Some pics from the Dayton Air Show last wekend. It rained a bit and was overcast most of the day, but taking pics was still a lot of fun. Enjoy!


----------



## chicagofan00 (Feb 10, 2008)

Wow, absolutely amazing pictures Snareman!!


----------



## Dave 330i (Jan 4, 2002)

Stunning. But, WTF... Lt. Hampton KMart and Lt. Annen Cheesy :dunno:


----------



## Snareman (Nov 24, 2006)

Dave 330i said:


> Stunning. But, WTF... Lt. Hampton KMart and Lt. Annen Cheesy :dunno:


I guess that's the price you pay for letting your fellow airmen name you.


----------



## Rich_Jenkins (Jul 12, 2003)

Nice pics.

F4U Corsair FTW...Amazing. :thumbup:


----------



## SoCaLE39 (Nov 19, 2004)

Although the fighter jets are awesome to watch, I think the c-17 Globemaster and A10 Warthog were awesome to watch. Did you get to see how fast that C-17 takes off and lands.....unbelieveable! Wish they would bring an F-18 to our local show...


----------



## Dave 330i (Jan 4, 2002)

I had that air show blood in me today, but the best I could do was a southwest 737-300? landing at Hobby Airport. BTW, you can tell they are not the same plane.


----------



## ChipBeau (Jun 17, 2009)

Very nice - love to watch airshows!! :thumbup: Glad the Navy was there too!!! :thumbup: :thumbup:


----------



## jcatral14 (Aug 4, 2003)

Awesome pics John :yikes: :thumbup:
I love the pic of the F-16 Thunderbird parked with the canopy up, 2nd pic :bigpimp:


----------



## RCK (Jan 29, 2003)

Dave 330i said:


> I had that air show blood in me today, but the best I could do was a southwest 737-300? landing at Hobby Airport. BTW, you can tell they are not the same plane.

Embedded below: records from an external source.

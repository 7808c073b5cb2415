//! HTTP handlers for the REST API.
//!
//! Each handler corresponds to an API endpoint and delegates to the
//! existing service layer for business logic.

use axum::{
    extract::{Query, State},
    Json,
};

use super::dto::{DashboardQuery, DashboardView, HealthResponse, ShipmentListResponse};
use super::error::AppError;
use super::state::AppState;
use crate::db::services as db_services;
use crate::services::dashboard as dashboard_service;

/// Result type for handlers.
pub type HandlerResult<T> = Result<Json<T>, AppError>;

// =============================================================================
// Health Check
// =============================================================================

/// GET /health
///
/// Health check endpoint to verify the service is running and the data source answers.
pub async fn health_check(State(state): State<AppState>) -> HandlerResult<HealthResponse> {
    let source_status = match db_services::health_check(state.repository.as_ref()).await {
        Ok(true) => "available".to_string(),
        Ok(false) => "unavailable".to_string(),
        Err(e) => format!("error: {}", e),
    };

    Ok(Json(HealthResponse {
        status: "ok".to_string(),
        version: "v1".to_string(),
        source: state.repository.source_name().to_string(),
        data_source: source_status,
    }))
}

// =============================================================================
// Shipments
// =============================================================================

/// GET /v1/shipments
///
/// Every shipment as delivered by the data source. A failed fetch maps to 503.
pub async fn list_shipments(
    State(state): State<AppState>,
) -> HandlerResult<ShipmentListResponse> {
    let shipments = db_services::fetch_shipments(state.repository.as_ref()).await?;
    Ok(Json(shipments.into()))
}

/// GET /v1/dashboard?filter=&sort_by_most_recent=&expanded=
///
/// One complete page load. A failed fetch is part of the view (`state: "failed"`),
/// not an HTTP error.
pub async fn get_dashboard(
    State(state): State<AppState>,
    Query(query): Query<DashboardQuery>,
) -> HandlerResult<DashboardView> {
    let session = dashboard_service::open_dashboard(state.repository.as_ref(), &query).await?;
    Ok(Json(session.view()))
}
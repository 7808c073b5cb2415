//! HTTP error handling and response types.

use axum::{
    http::StatusCode,
    response::{IntoResponse, Response},
    Json,
};
use serde::{Deserialize, Serialize};

use crate::db::repository::RepositoryError;
use crate::routes::dashboard::SessionError;

/// API error response body.
#[derive(Debug, Clone, Serialize, Deserialize)]
pub struct ApiError {
    /// Error code for programmatic handling
    pub code: String,
    /// Human-readable error message
    pub message: String,
    /// Optional additional details
    #[serde(skip_serializing_if = "Option::is_none")]
    pub details: Option<String>,
}

impl ApiError {
    pub fn new(code: impl Into<String>, message: impl Into<String>) -> Self {
        Self {
            code: code.into(),
            message: message.into(),
            details: None,
        }
    }

    pub fn with_details(mut self, details: impl Into<String>) -> Self {
        self.details = Some(details.into());
        self
    }
}

/// Application error type for HTTP handlers.
#[derive(Debug)]
pub enum AppError {
    /// Internal server error
    Internal(String),
    /// Repository error
    Repository(RepositoryError),
}

impl IntoResponse for AppError {
    fn into_response(self) -> Response {
        let (status, error) = match self {
            AppError::Internal(msg) => (
                StatusCode::INTERNAL_SERVER_ERROR,
                ApiError::new("INTERNAL_ERROR", msg),
            ),
            AppError::Repository(e) => {
                let details = e.context().to_string();
                let (status, code) = match e {
                    RepositoryError::UnavailableError { .. } => {
                        (StatusCode::SERVICE_UNAVAILABLE, "DATA_SOURCE_UNAVAILABLE")
                    }
                    RepositoryError::ValidationError { .. }
                    | RepositoryError::ConfigurationError { .. } => {
                        (StatusCode::INTERNAL_SERVER_ERROR, "REPOSITORY_ERROR")
                    }
                };
                (
                    status,
                    ApiError::new(code, e.message()).with_details(details),
                )
            }
        };

        (status, Json(error)).into_response()
    }
}

impl From<RepositoryError> for AppError {
    fn from(err: RepositoryError) -> Self {
        AppError::Repository(err)
    }
}

impl From<SessionError> for AppError {
    fn from(err: SessionError) -> Self {
        AppError::Internal(err.to_string())
    }
}
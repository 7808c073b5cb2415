//! Dashboard page-load orchestration.
//!
//! Drives a [`DashboardSession`] through its fetch lifecycle against a
//! repository and applies the user's view settings.

use log::debug;
use serde::{Deserialize, Serialize};

use crate::db::repository::ShipmentRepository;
use crate::db::services as db_services;
use crate::routes::dashboard::{DashboardSession, SessionError};

/// View settings supplied by the user for one page load.
#[derive(Debug, Clone, Default, PartialEq, Eq, Serialize, Deserialize)]
pub struct DashboardQuery {
    #[serde(default)]
    pub filter: String,
    #[serde(default)]
    pub sort_by_most_recent: bool,
    /// Shipment id to expand once the list is loaded.
    #[serde(default)]
    pub expanded: Option<String>,
}

/// Run the single fetch of a session: `Idle → Loading → {Loaded, Failed}`.
///
/// A failed fetch is recorded in the session, not returned as an error; the
/// only error is calling this on a session that already left `Idle`.
pub async fn load_session<R: ShipmentRepository + ?Sized>(
    repo: &R,
    session: &mut DashboardSession,
) -> Result<(), SessionError> {
    session.begin_loading()?;
    let outcome = db_services::fetch_shipments(repo).await;
    session.finish(outcome)?;
    debug!("Dashboard session settled in phase {}", session.phase());
    Ok(())
}

/// Open a fresh session, load it and apply `query`.
pub async fn open_dashboard<R: ShipmentRepository + ?Sized>(
    repo: &R,
    query: &DashboardQuery,
) -> Result<DashboardSession, SessionError> {
    let mut session = DashboardSession::new();
    load_session(repo, &mut session).await?;

    session.set_filter_text(query.filter.clone());
    session.set_sort_by_most_recent(query.sort_by_most_recent);
    if let Some(id) = query.expanded.as_deref() {
        session.toggle_expanded(id);
    }
    Ok(session)
}
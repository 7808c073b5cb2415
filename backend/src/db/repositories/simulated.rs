//! Simulated remote repository.
//!
//! Serves a fixed dataset after a random delay and fails a configurable share
//! of requests, so the dashboard's loading and error states can be exercised
//! without a real shipment backend.

use async_trait::async_trait;
use std::sync::Arc;
use std::time::{Duration, Instant};

use log::{debug, warn};

use crate::db::dataset;
use crate::db::repository::*;
use crate::models::Shipment;

/// Message carried by simulated fetch failures.
pub const SIMULATED_FAILURE_MESSAGE: &str = "Failed to load shipment data";

/// Source of uniformly distributed values in `[0, 1)`.
pub trait RandomSource: Send + Sync {
    fn next_unit(&self) -> f64;
}

/// Sample returned when the OS entropy source fails.
const FALLBACK_SAMPLE: f64 = 0.5;

/// Operating-system entropy via `getrandom`.
#[derive(Debug, Clone, Copy, Default)]
pub struct OsRandom;

impl RandomSource for OsRandom {
    fn next_unit(&self) -> f64 {
        match getrandom::u64() {
            // Top 53 bits give an exact f64 in [0, 1).
            Ok(bits) => (bits >> 11) as f64 / (1u64 << 53) as f64,
            Err(e) => {
                warn!("getrandom unavailable ({}), using fixed sample {}", e, FALLBACK_SAMPLE);
                FALLBACK_SAMPLE
            }
        }
    }
}

/// Latency and failure behaviour of the simulation.
#[derive(Debug, Clone, Copy, PartialEq)]
pub struct SimulationConfig {
    pub min_delay: Duration,
    pub max_delay: Duration,
    /// Probability in `[0, 1]` that a fetch fails.
    pub failure_rate: f64,
}

impl Default for SimulationConfig {
    fn default() -> Self {
        Self {
            min_delay: Duration::from_millis(400),
            max_delay: Duration::from_millis(1200),
            failure_rate: 0.1,
        }
    }
}

impl SimulationConfig {
    /// No delay, never fails.
    pub fn instant() -> Self {
        Self {
            min_delay: Duration::ZERO,
            max_delay: Duration::ZERO,
            failure_rate: 0.0,
        }
    }

    pub fn validate(&self) -> RepositoryResult<()> {
        if self.min_delay > self.max_delay {
            return Err(RepositoryError::configuration(format!(
                "min_delay ({:?}) must not exceed max_delay ({:?})",
                self.min_delay, self.max_delay
            )));
        }
        if !(0.0..=1.0).contains(&self.failure_rate) {
            return Err(RepositoryError::configuration(format!(
                "failure_rate must be within [0, 1], got {}",
                self.failure_rate
            )));
        }
        Ok(())
    }

    /// Delay for a unit sample `u` in `[0, 1)`. Non-finite samples count as `0`.
    pub fn delay_for(&self, u: f64) -> Duration {
        let u = if u.is_finite() { u.clamp(0.0, 1.0) } else { 0.0 };
        let span = self.max_delay.saturating_sub(self.min_delay);
        self.min_delay + span.mul_f64(u)
    }
}

/// Repository with randomized latency and failures.
#[derive(Clone)]
pub struct SimulatedRepository {
    shipments: Arc<Vec<Shipment>>,
    config: SimulationConfig,
    random: Arc<dyn RandomSource>,
}

impl SimulatedRepository {
    /// Simulate the given dataset with OS randomness.
    pub fn new(shipments: Vec<Shipment>, config: SimulationConfig) -> RepositoryResult<Self> {
        config.validate()?;
        Ok(Self {
            shipments: Arc::new(shipments),
            config,
            random: Arc::new(OsRandom),
        })
    }

    /// Simulate the bundled dataset with default latency and failure rate.
    pub fn bundled() -> RepositoryResult<Self> {
        Self::new(dataset::bundled_shipments()?, SimulationConfig::default())
    }

    /// Replace the randomness source.
    pub fn with_random_source(mut self, random: Arc<dyn RandomSource>) -> Self {
        self.random = random;
        self
    }

    pub fn config(&self) -> &SimulationConfig {
        &self.config
    }
}

#[async_trait]
impl ShipmentRepository for SimulatedRepository {
    async fn health_check(&self) -> RepositoryResult<bool> {
        Ok(true)
    }

    async fn get_all_shipments(&self) -> RepositoryResult<Vec<Shipment>> {
        let delay = self.config.delay_for(self.random.next_unit());
        debug!("Simulating shipment fetch with {:?} latency", delay);

        let started = Instant::now();
        tokio::time::sleep(delay).await;

        if self.random.next_unit() < self.config.failure_rate {
            warn!(
                "Simulated shipment fetch failure after {:?}",
                started.elapsed()
            );
            return Err(RepositoryError::unavailable_with_context(
                SIMULATED_FAILURE_MESSAGE,
                ErrorContext::new("get_all_shipments")
                    .with_entity("shipment")
                    .with_details("simulated failure"),
            ));
        }

        Ok(self.shipments.as_ref().clone())
    }

    fn source_name(&self) -> &'static str {
        "simulated"
    }
}
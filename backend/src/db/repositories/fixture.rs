//! Deterministic in-memory repository.
//!
//! Always answers the same way: either a fixed list of shipments or a fixed
//! error. Used by tests and by deployments that want the dashboard without the
//! simulated latency and failures.

use async_trait::async_trait;
use std::path::Path;
use std::sync::Arc;

use crate::db::dataset;
use crate::db::repository::*;
use crate::models::Shipment;

#[derive(Debug, Clone)]
enum FixtureOutcome {
    Shipments(Arc<Vec<Shipment>>),
    Failure(String),
}

/// Repository returning a fixed fixture or a fixed error.
///
/// # Example
/// ```
/// use shiptrack::db::repositories::FixtureRepository;
/// use shiptrack::db::repository::ShipmentRepository;
/// use shiptrack::models::Shipment;
///
/// # tokio_test_block(async {
/// let repo = FixtureRepository::new(vec![Shipment::new("SHP-1", "Acme", "A", "B")]);
/// let shipments = repo.get_all_shipments().await.unwrap();
/// assert_eq!(shipments.len(), 1);
/// # });
/// # fn tokio_test_block<F: std::future::Future>(f: F) -> F::Output {
/// #     tokio::runtime::Runtime::new().unwrap().block_on(f)
/// # }
/// ```
#[derive(Debug, Clone)]
pub struct FixtureRepository {
    outcome: FixtureOutcome,
}

impl FixtureRepository {
    /// Repository that always returns `shipments`.
    pub fn new(shipments: Vec<Shipment>) -> Self {
        Self {
            outcome: FixtureOutcome::Shipments(Arc::new(shipments)),
        }
    }

    /// Repository whose every fetch fails with `message`.
    pub fn failing(message: impl Into<String>) -> Self {
        Self {
            outcome: FixtureOutcome::Failure(message.into()),
        }
    }

    /// Repository serving the bundled dataset.
    pub fn bundled() -> RepositoryResult<Self> {
        Ok(Self::new(dataset::bundled_shipments()?))
    }

    /// Repository serving a dataset read from disk.
    pub fn from_file<P: AsRef<Path>>(path: P) -> RepositoryResult<Self> {
        Ok(Self::new(dataset::load_shipments_file(path)?))
    }

    /// Number of shipments served, `None` for a failing fixture.
    pub fn len(&self) -> Option<usize> {
        match &self.outcome {
            FixtureOutcome::Shipments(shipments) => Some(shipments.len()),
            FixtureOutcome::Failure(_) => None,
        }
    }

    pub fn is_empty(&self) -> bool {
        self.len() == Some(0)
    }
}

#[async_trait]
impl ShipmentRepository for FixtureRepository {
    async fn health_check(&self) -> RepositoryResult<bool> {
        Ok(true)
    }

    async fn get_all_shipments(&self) -> RepositoryResult<Vec<Shipment>> {
        match &self.outcome {
            FixtureOutcome::Shipments(shipments) => Ok(shipments.as_ref().clone()),
            FixtureOutcome::Failure(message) => Err(RepositoryError::unavailable_with_context(
                message.clone(),
                ErrorContext::new("get_all_shipments").with_entity("shipment"),
            )),
        }
    }

    fn source_name(&self) -> &'static str {
        "fixture"
    }
}

#[cfg(test)]
mod tests {
    use super::*;

    #[tokio::test]
    async fn test_returns_fixture() {
        let repo = FixtureRepository::new(vec![
            Shipment::new("SHP-1", "Acme", "A", "B"),
            Shipment::new("SHP-2", "Globex", "C", "D"),
        ]);
        let shipments = repo.get_all_shipments().await.unwrap();
        assert_eq!(shipments.len(), 2);
        assert_eq!(shipments[1].key(), "SHP-2");
        assert_eq!(repo.len(), Some(2));
    }

    #[tokio::test]
    async fn test_failing_fixture() {
        let repo = FixtureRepository::failing("Failed to load shipment data");
        let err = repo.get_all_shipments().await.unwrap_err();
        assert_eq!(err.message(), "Failed to load shipment data");
        assert_eq!(err.context().operation.as_deref(), Some("get_all_shipments"));
        assert_eq!(repo.len(), None);
        assert!(repo.health_check().await.unwrap());
    }

    #[tokio::test]
    async fn test_bundled_fixture() {
        let repo = FixtureRepository::bundled().unwrap();
        assert!(!repo.is_empty());
        assert_eq!(repo.source_name(), "fixture");
    }
}
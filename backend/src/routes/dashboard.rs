//! Page view: fetch lifecycle, filter text, sort toggle and the derived list.
//!
//! A [`DashboardSession`] holds the state of one page load. Everything shown
//! on the page is computed from it by [`DashboardSession::view_at`], a pure
//! function of the current state and the clock.

use std::fmt;
use std::sync::Arc;

use chrono::{DateTime, Utc};
use serde::{Deserialize, Serialize};

use super::shipment_list::{build_rows, ExpansionState, ShipmentRow};
use crate::db::repository::RepositoryError;
use crate::models::Shipment;
use crate::services::shipment_utils::{get_latest_milestone_time, has_inconsistent_data};

pub const LOADING_MESSAGE: &str = "Loading shipments…";
pub const AGGREGATE_WARNING: &str =
    "Data incomplete or inconsistent for some shipments. Missing or invalid timestamps are handled";
pub const NO_MATCHES: &str = "No shipments match your current filters.";
pub const LOAD_ERROR_PREFIX: &str = "Failed to load shipment data";
pub const FALLBACK_LOAD_ERROR: &str =
    "Failed to load shipment data. Please try refreshing the page.";

/// Shipments matching `filter_text`, optionally ordered most recent first.
///
/// Blank filter text keeps every shipment. Matching is a case-insensitive
/// substring test on the customer name, a missing customer counting as empty.
/// Sorting is stable, so shipments with equal keys keep their source order.
pub fn filter_and_sort<'a>(
    shipments: &'a [Shipment],
    filter_text: &str,
    sort_by_most_recent: bool,
) -> Vec<&'a Shipment> {
    let query = filter_text.trim().to_lowercase();

    let mut list: Vec<&Shipment> = if query.is_empty() {
        shipments.iter().collect()
    } else {
        shipments
            .iter()
            .filter(|s| {
                s.customer
                    .as_deref()
                    .unwrap_or_default()
                    .to_lowercase()
                    .contains(&query)
            })
            .collect()
    };

    if sort_by_most_recent {
        list.sort_by_key(|s| std::cmp::Reverse(get_latest_milestone_time(s)));
    }

    list
}

/// Whether any of the given shipments needs a data-quality warning.
pub fn has_any_inconsistencies(shipments: &[&Shipment]) -> bool {
    shipments.iter().any(|s| has_inconsistent_data(s))
}

/// User-facing message for a failed load.
pub fn load_error_message(error: &RepositoryError) -> String {
    let message = error.message().trim();
    if message.is_empty() {
        FALLBACK_LOAD_ERROR.to_string()
    } else {
        format!("{}: {}", LOAD_ERROR_PREFIX, message)
    }
}

/// Phase of the fetch lifecycle.
#[derive(Debug, Clone, Copy, PartialEq, Eq, Serialize, Deserialize)]
#[serde(rename_all = "lowercase")]
pub enum LoadPhase {
    Idle,
    Loading,
    Loaded,
    Failed,
}

impl fmt::Display for LoadPhase {
    fn fmt(&self, f: &mut fmt::Formatter<'_>) -> fmt::Result {
        let name = match self {
            Self::Idle => "idle",
            Self::Loading => "loading",
            Self::Loaded => "loaded",
            Self::Failed => "failed",
        };
        f.write_str(name)
    }
}

/// Fetch lifecycle: `Idle → Loading → {Loaded, Failed}`.
#[derive(Debug, Clone, Default)]
pub enum LoadState {
    #[default]
    Idle,
    Loading,
    Loaded(Arc<[Shipment]>),
    Failed(String),
}

impl LoadState {
    pub fn phase(&self) -> LoadPhase {
        match self {
            Self::Idle => LoadPhase::Idle,
            Self::Loading => LoadPhase::Loading,
            Self::Loaded(_) => LoadPhase::Loaded,
            Self::Failed(_) => LoadPhase::Failed,
        }
    }
}

/// Illegal lifecycle transition.
#[derive(Debug, Clone, PartialEq, Eq, thiserror::Error)]
pub enum SessionError {
    #[error("cannot {action} while {phase}")]
    InvalidTransition {
        action: &'static str,
        phase: LoadPhase,
    },
}

/// Everything the page renders, derived from a session.
#[derive(Debug, Clone, PartialEq, Eq, Serialize, Deserialize)]
pub struct DashboardView {
    pub state: LoadPhase,
    #[serde(skip_serializing_if = "Option::is_none")]
    pub loading_message: Option<String>,
    #[serde(skip_serializing_if = "Option::is_none")]
    pub error: Option<String>,
    pub show_inconsistency_banner: bool,
    #[serde(skip_serializing_if = "Option::is_none")]
    pub banner: Option<String>,
    #[serde(skip_serializing_if = "Option::is_none")]
    pub empty_message: Option<String>,
    pub filter_text: String,
    pub sort_by_most_recent: bool,
    pub expanded_id: Option<String>,
    /// Shipments loaded from the source.
    pub total: usize,
    /// Shipments left after filtering.
    pub visible: usize,
    pub rows: Vec<ShipmentRow>,
}

/// State of one page load.
#[derive(Debug, Clone, Default)]
pub struct DashboardSession {
    load: LoadState,
    filter_text: String,
    sort_by_most_recent: bool,
    expansion: ExpansionState,
}

impl DashboardSession {
    pub fn new() -> Self {
        Self::default()
    }

    pub fn phase(&self) -> LoadPhase {
        self.load.phase()
    }

    pub fn load_state(&self) -> &LoadState {
        &self.load
    }

    /// Enter `Loading`. Only legal once, from `Idle`.
    pub fn begin_loading(&mut self) -> Result<(), SessionError> {
        match self.load {
            LoadState::Idle => {
                self.load = LoadState::Loading;
                Ok(())
            }
            _ => Err(SessionError::InvalidTransition {
                action: "begin loading",
                phase: self.phase(),
            }),
        }
    }

    /// Settle the fetch. Only legal while `Loading`; the outcome is terminal.
    pub fn finish(
        &mut self,
        outcome: Result<Vec<Shipment>, RepositoryError>,
    ) -> Result<(), SessionError> {
        if !matches!(self.load, LoadState::Loading) {
            return Err(SessionError::InvalidTransition {
                action: "finish loading",
                phase: self.phase(),
            });
        }
        self.load = match outcome {
            Ok(shipments) => {
                self.expansion.reset();
                LoadState::Loaded(shipments.into())
            }
            Err(e) => LoadState::Failed(load_error_message(&e)),
        };
        Ok(())
    }

    pub fn filter_text(&self) -> &str {
        &self.filter_text
    }

    pub fn set_filter_text(&mut self, text: impl Into<String>) {
        self.filter_text = text.into();
    }

    pub fn sort_by_most_recent(&self) -> bool {
        self.sort_by_most_recent
    }

    pub fn set_sort_by_most_recent(&mut self, enabled: bool) {
        self.sort_by_most_recent = enabled;
    }

    pub fn expansion(&self) -> &ExpansionState {
        &self.expansion
    }

    /// Expand or collapse a row (accordion).
    pub fn toggle_expanded(&mut self, id: &str) {
        self.expansion.toggle(id);
    }

    /// Loaded shipments in source order; empty until loaded.
    pub fn shipments(&self) -> &[Shipment] {
        match &self.load {
            LoadState::Loaded(shipments) => &shipments[..],
            _ => &[],
        }
    }

    /// Shipments after filtering and sorting.
    pub fn visible_shipments(&self) -> Vec<&Shipment> {
        filter_and_sort(self.shipments(), &self.filter_text, self.sort_by_most_recent)
    }

    /// Derive the page as of the wall clock.
    pub fn view(&self) -> DashboardView {
        self.view_at(Utc::now())
    }

    /// Derive the page, formatting relative times against `now`.
    pub fn view_at(&self, now: DateTime<Utc>) -> DashboardView {
        let mut view = DashboardView {
            state: self.phase(),
            loading_message: None,
            error: None,
            show_inconsistency_banner: false,
            banner: None,
            empty_message: None,
            filter_text: self.filter_text.clone(),
            sort_by_most_recent: self.sort_by_most_recent,
            expanded_id: self.expansion.expanded_id().map(str::to_string),
            total: self.shipments().len(),
            visible: 0,
            rows: Vec::new(),
        };

        match &self.load {
            LoadState::Idle => {}
            LoadState::Loading => view.loading_message = Some(LOADING_MESSAGE.to_string()),
            LoadState::Failed(message) => view.error = Some(message.clone()),
            LoadState::Loaded(_) => {
                let visible = self.visible_shipments();
                view.visible = visible.len();
                view.show_inconsistency_banner = has_any_inconsistencies(&visible);
                if view.show_inconsistency_banner {
                    view.banner = Some(AGGREGATE_WARNING.to_string());
                }
                if visible.is_empty() {
                    view.empty_message = Some(NO_MATCHES.to_string());
                }
                view.rows = build_rows(&visible, &self.expansion, now);
            }
        }

        view
    }
}
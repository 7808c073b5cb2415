//! Data Transfer Objects for the HTTP API.
//!
//! Dashboard view models already derive Serialize/Deserialize and are
//! re-exported from the routes module.

use serde::{Deserialize, Serialize};

pub use crate::models::{Milestone, Shipment};
pub use crate::routes::dashboard::{DashboardView, LoadPhase};
pub use crate::routes::shipment_list::{MilestoneEntry, ShipmentRow};
pub use crate::services::dashboard::DashboardQuery;

/// Health check response.
#[derive(Debug, Clone, Serialize, Deserialize)]
pub struct HealthResponse {
    /// Status of the service
    pub status: String,
    /// Version of the API
    pub version: String,
    /// Name of the configured data source
    pub source: String,
    /// Data source status
    pub data_source: String,
}

/// Raw shipment list response.
#[derive(Debug, Clone, Serialize, Deserialize)]
pub struct ShipmentListResponse {
    /// Shipments in source order
    pub shipments: Vec<Shipment>,
    /// Total count
    pub total: usize,
}

impl From<Vec<Shipment>> for ShipmentListResponse {
    fn from(shipments: Vec<Shipment>) -> Self {
        Self {
            total: shipments.len(),
            shipments,
        }
    }
}
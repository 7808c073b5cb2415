//! Shiptrack HTTP Server Binary
//!
//! This is the main entry point for the shipment dashboard REST API.
//! It initializes the repository, sets up the HTTP router, and starts serving requests.
//!
//! # Usage
//!
//! ```bash
//! # Simulated data source with random latency and failures (default)
//! cargo run --bin shiptrack-server
//!
//! # Deterministic fixture data source
//! REPOSITORY_TYPE=fixture cargo run --bin shiptrack-server
//!
//! # Explicit configuration file
//! SHIPTRACK_CONFIG=backend/repository.toml cargo run --bin shiptrack-server
//! ```
//!
//! # Environment Variables
//!
//! - `HOST`: Server host (default: 0.0.0.0)
//! - `PORT`: Server port (default: 8080)
//! - `REPOSITORY_TYPE`: `simulated` or `fixture` when no config file is found
//! - `SHIPTRACK_CONFIG`: Path to a repository.toml configuration file
//! - `RUST_LOG`: Log filter (default: info)

use std::env;
use std::net::SocketAddr;

use tracing::info;
use tracing_subscriber::{EnvFilter, FmtSubscriber};

use shiptrack::db;
use shiptrack::http::{create_router, AppState};

#[tokio::main]
async fn main() -> anyhow::Result<()> {
    // Initialize logging; `log` records from the library are bridged by the subscriber.
    FmtSubscriber::builder()
        .with_env_filter(
            EnvFilter::try_from_default_env().unwrap_or_else(|_| EnvFilter::new("info")),
        )
        .with_target(true)
        .with_thread_ids(true)
        .init();

    info!("Starting Shiptrack HTTP Server");

    // Initialize global repository once and reuse it across the app
    db::init_repository()?;
    let repository = std::sync::Arc::clone(db::get_repository()?);
    info!("Repository initialized ({} source)", repository.source_name());

    let state = AppState::new(repository);
    let app = create_router(state);

    let host = env::var("HOST").unwrap_or_else(|_| "0.0.0.0".to_string());
    let port: u16 = env::var("PORT")
        .ok()
        .and_then(|s| s.parse().ok())
        .unwrap_or(8080);
    let addr: SocketAddr = format!("{}:{}", host, port).parse()?;

    info!("Server listening on http://{}", addr);
    info!("Dashboard: http://{}/v1/dashboard", addr);

    let listener = tokio::net::TcpListener::bind(addr).await?;
    axum::serve(listener, app).await?;

    Ok(())
}
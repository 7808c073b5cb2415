pub mod dashboard;
pub mod shipment_list;

/// Path of the health endpoint.
pub const HEALTH: &str = "/health";
/// Path of the raw shipment list, relative to the `/v1` prefix.
pub const LIST_SHIPMENTS: &str = "/shipments";
/// Path of the derived dashboard view, relative to the `/v1` prefix.
pub const GET_DASHBOARD: &str = "/dashboard";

That would be a 737-800...notice the flared wing tips


----------



## Bill97Z (Dec 20, 2002)

very nice, how much zoom did you have?


----------



## peafam69 (Jul 9, 2009)

Way too cool for words - seeing that flame exhaust come out of the one jet has adrenaline written all over it


----------



## Snareman (Nov 24, 2006)

Bill97Z said:


> very nice, how much zoom did you have?


Some of them were 300mm and then for some of them I had the 1.4 teleconverter which gave me 420mm. I was using the Canon 300 f2.8L lens. Its a beauty of a lens!


----------



## Snareman (Nov 24, 2006)

I got a request for some EXIF data, although I'm not really sure how I can post it. I think when you do "save for web" in photoshop it strips the exif data. I can see it in adobe bridge, but I'm not sure how to post some of the info. 

Basically - for the prop plane shots I tried to slow down the shutter speed so I could get some propeller blur. All shots were hand held with the big huge lens, resulting in carpal tunnel syndrome by the end of the day. They were processed in Adobe Camera Raw and then in photoshop. The exact technique depends on the pic. A slight blur were added to some of them which also tends to deepen some of the colors. 

Interesting FYI - that 4th from the bottom F-18 shot after landing is a 100% crop. That lens is darn sharp from pretty far away at 420mm.


----------



## Dave 330i (Jan 4, 2002)

Snareman said:


> I got a request for some EXIF data, although I'm not really sure how I can post it. I think when you do "save for web" in photoshop it strips the exif data. I can see it in adobe bridge, but *I'm not sure how to post some of the info*.
> 
> Basically - for the prop plane shots I tried to slow down the shutter speed so I could get some propeller blur. All shots were hand held with the big huge lens, resulting in carpal tunnel syndrome by the end of the day. They were processed in Adobe Camera Raw and then in photoshop. The exact technique depends on the pic. A slight blur were added to some of them which also tends to deepen some of the colors.
> 
> Interesting FYI - that 4th from the bottom F-18 shot after landing is a 100% crop. That lens is darn sharp from pretty far away at 420mm.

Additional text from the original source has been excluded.